WORK ORDER: Word for word, restate each entry in the listing below.

PROVIDED RECORDS:
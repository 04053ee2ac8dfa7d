//! API request and response models.

use serde::{Deserialize, Serialize};
use std::collections::BTreeMap;
use utoipa::ToSchema;

/// Service descriptor returned by `GET /`.
#[derive(Debug, Clone, Serialize, Deserialize, ToSchema)]
pub struct ServiceInfo {
    /// Service name
    pub name: String,
    /// Service version
    pub version: String,
    /// Short description
    pub description: String,
    /// Interactive docs location (debug mode only)
    pub docs_url: Option<String>,
    /// Mount prefix when deployed behind a gateway stage
    pub root_path: Option<String>,
}

/// Health check response.
#[derive(Debug, Clone, Serialize, Deserialize, ToSchema)]
pub struct HealthResponse {
    /// Overall health status
    pub status: HealthStatus,
    /// Application version
    pub version: String,
    /// Individual check results
    pub checks: BTreeMap<String, String>,
}

/// Health status states.
#[derive(Debug, Clone, Copy, PartialEq, Eq, Serialize, Deserialize, ToSchema)]
#[serde(rename_all = "lowercase")]
pub enum HealthStatus {
    /// All checks passed
    Healthy,
    /// At least one check failed
    Unhealthy,
}

/// Response of the workflow and run placeholders.
#[derive(Debug, Clone, Serialize, Deserialize, ToSchema)]
pub struct PlaceholderResponse {
    /// Static explanation
    pub message: String,
}

/// Contact form submission.
///
/// Both fields are optional at the parsing stage so that missing and blank
/// values produce the same validation error.
#[derive(Debug, Clone, Default, Serialize, Deserialize, ToSchema)]
pub struct ContactRequest {
    /// Visitor name
    #[serde(default)]
    pub name: Option<String>,
    /// Visitor phone number
    #[serde(default)]
    pub phone: Option<String>,
}

/// Contact submission accepted.
#[derive(Debug, Clone, Serialize, Deserialize, ToSchema)]
pub struct ContactResponse {
    /// Always `ok`
    pub status: String,
}

/// Error response wrapper: `{"error": {...}}`.
#[derive(Debug, Clone, Serialize, Deserialize, ToSchema)]
pub struct ErrorResponse {
    /// Error payload
    pub error: ErrorBody,
}

/// Error payload.
#[derive(Debug, Clone, Serialize, Deserialize, ToSchema)]
pub struct ErrorBody {
    /// Machine-readable error code (e.g. `RATE_LIMIT_EXCEEDED`)
    pub code: String,
    /// Human-readable message
    pub message: String,
    /// Optional details
    #[serde(skip_serializing_if = "Option::is_none")]
    pub details: Option<serde_json::Value>,
}

impl ErrorResponse {
    /// Build an error response.
    pub fn new(
        code: impl Into<String>,
        message: impl Into<String>,
        details: Option<serde_json::Value>,
    ) -> Self {
        Self {
            error: ErrorBody {
                code: code.into(),
                message: message.into(),
                details,
            },
        }
    }

    /// The generic response for unclassified faults.
    #[must_use]
    pub fn internal() -> Self {
        Self::new("INTERNAL_ERROR", "An internal error occurred", None)
    }
}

SOLUTION FOR THIS PROBLEM:
repository 04053ee2ac8dfa7d
//! API request and response models.

use serde::{Deserialize, Serialize};
use std::collections::BTreeMap;
use utoipa::ToSchema;

/// Service descriptor returned by `GET /`.
#[derive(Debug, Clone, Serialize, Deserialize, ToSchema)]
pub struct ServiceInfo {
    /// Service name
    pub name: String,
    /// Service version
    pub version: String,
    /// Short description
    pub description: String,
    /// Interactive docs location (debug mode only)
    pub docs_url: Option<String>,
    /// Mount prefix when deployed behind a gateway stage
    pub root_path: Option<String>,
}

/// Health check response.
#[derive(Debug, Clone, Serialize, Deserialize, ToSchema)]
pub struct HealthResponse {
    /// Overall health status
    pub status: HealthStatus,
    /// Application version
    pub version: String,
    /// Individual check results
    pub checks: BTreeMap<String, String>,
}

/// Health status states.
#[derive(Debug, Clone, Copy, PartialEq, Eq, Serialize, Deserialize, ToSchema)]
#[serde(rename_all = "lowercase")]
pub enum HealthStatus {
    /// All checks passed
    Healthy,
    /// At least one check failed
    Unhealthy,
}

/// Response of the workflow and run placeholders.
#[derive(Debug, Clone, Serialize, Deserialize, ToSchema)]
pub struct PlaceholderResponse {
    /// Static explanation
    pub message: String,
}

/// Contact form submission.
///
/// Both fields are optional at the parsing stage so that missing and blank
/// values produce the same validation error.
#[derive(Debug, Clone, Default, Serialize, Deserialize, ToSchema)]
pub struct ContactRequest {
    /// Visitor name
    #[serde(default)]
    pub name: Option<String>,
    /// Visitor phone number
    #[serde(default)]
    pub phone: Option<String>,
}

/// Contact submission accepted.
#[derive(Debug, Clone, Serialize, Deserialize, ToSchema)]
pub struct ContactResponse {
    /// Always `ok`
    pub status: String,
}

/// Error response wrapper: `{"error": {...}}`.
#[derive(Debug, Clone, Serialize, Deserialize, ToSchema)]
pub struct ErrorResponse {
    /// Error payload
    pub error: ErrorBody,
}

/// Error payload.
#[derive(Debug, Clone, Serialize, Deserialize, ToSchema)]
pub struct ErrorBody {
    /// Machine-readable error code (e.g. `RATE_LIMIT_EXCEEDED`)
    pub code: String,
    /// Human-readable message
    pub message: String,
    /// Optional details
    #[serde(skip_serializing_if = "Option::is_none")]
    pub details: Option<serde_json::Value>,
}

impl ErrorResponse {
    /// Build an error response.
    pub fn new(
        code: impl Into<String>,
        message: impl Into<String>,
        details: Option<serde_json::Value>,
    ) -> Self {
        Self {
            error: ErrorBody {
                code: code.into(),
                message: message.into(),
                details,
            },
        }
    }

    /// The generic response for unclassified faults.
    #[must_use]
    pub fn internal() -> Self {
        Self::new("INTERNAL_ERROR", "An internal error occurred", None)
    }
}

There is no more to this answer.